# Crushed Whites?



## Oleson M.D. (Feb 3, 2010)

Our PJ is a Panasonic PTAX-100U. 3 years old with 700 hours burn time. The screen is a 155" DIY that I have learned is a N8.5.

After some tweaking, we are pretty much pleased with the picture with one exception...."crushed whites".

This is not noticeable all of the time, only in scenes that would contain a lot of snow, or some sports scenes that would have a lot of bright whites.

The contrast/brightness settings have been adjusted and the black level detail is about as good as we will get (I think), just wish we could get more detail with the white scenes.

This issue was VERY evident while watching a blu-ray Alaska video where a group of 6 hikers was walking over a field of snow packed ice. It was pure white, zero detail, not even foot tracks in the snow.

Perhaps this is as good as it will ever be with this PJ.


----------



## mechman (Feb 8, 2007)

What did you use to adjust your white/black (contrast/brightness) levels? DVE? Did you do so with the Blu Ray player? 

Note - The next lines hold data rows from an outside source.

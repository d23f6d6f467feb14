pub mod date;
pub mod extract;
pub mod request;
pub mod response;

pub use extract::JsonBody;
pub use response::{ApiResponse, ApiResult};
use axum::{extract::State, http::StatusCode, response::IntoResponse, Json};
use serde_json::json;

use crate::api::response::{ApiResponse, HealthResponse};
use crate::app::AppState;
use crate::error::ApiError;

/// GET / - process liveness
pub async fn root() -> ApiResponse<HealthResponse> {
    ApiResponse::success(HealthResponse {
        status: "ok",
        message: "Event Planner API is running",
    })
}

/// GET /health - liveness plus a store round trip
pub async fn health(State(state): State<AppState>) -> impl IntoResponse {
    match state.store.ping().await {
        Ok(()) => (
            StatusCode::OK,
            Json(json!({
                "status": "ok",
                "database": "ok",
                "backend": state.store.backend(),
                "timestamp": chrono::Utc::now(),
            })),
        )
            .into_response(),
        Err(e) => {
            tracing::error!("Health check failed: {}", e);
            ApiError::service_unavailable("database unavailable").into_response()
        }
    }
}
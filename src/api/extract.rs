use axum::{
    async_trait,
    extract::{FromRequest, Request},
    Json,
};
use serde::de::DeserializeOwned;

use crate::error::ApiError;

/// `Json<T>` whose rejection is reported as a 400 `{"error"}` body.
#[derive(Debug)]
pub struct JsonBody<T>(pub T);

#[async_trait]
impl<S, T> FromRequest<S> for JsonBody<T>
where
    T: DeserializeOwned,
    S: Send + Sync,
{
    type Rejection = ApiError;

    async fn from_request(req: Request, state: &S) -> Result<Self, Self::Rejection> {
        match Json::<T>::from_request(req, state).await {
            Ok(Json(value)) => Ok(Self(value)),
            Err(rejection) => Err(ApiError::invalid_json(rejection.body_text())),
        }
    }
}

I recently purchased the Spears and Munsil Blu Ray disc and I'm pretty happy with it.


----------



## Oleson M.D. (Feb 3, 2010)

mechman said:


> What did you use to adjust your white/black (contrast/brightness) levels? DVE? Did you do so with the Blu Ray player?
> 
> I recently purchased the Spears and Munsil Blu Ray disc and I'm pretty happy with it.



Both setting adjustments (contrast/brightness) were employed. The subject material was live broadcast and blu-ray.

Guess I need Spears & Munsil. Was this difficult to use? Were you able to fine tune the settings to extract the most out of your display?


----------



## mechman (Feb 8, 2007)

The calibration discs are mainly for getting your white and black levels adjusted properly. You can also use it to adjust your color, tint, and sharpness. You start out setting your Brightness or Black Levels. Then you would adjust your Contrast or your White Levels. At this point you would go back and double check your Black Level. And then back to the White Level until you've reached the happy medium between the two.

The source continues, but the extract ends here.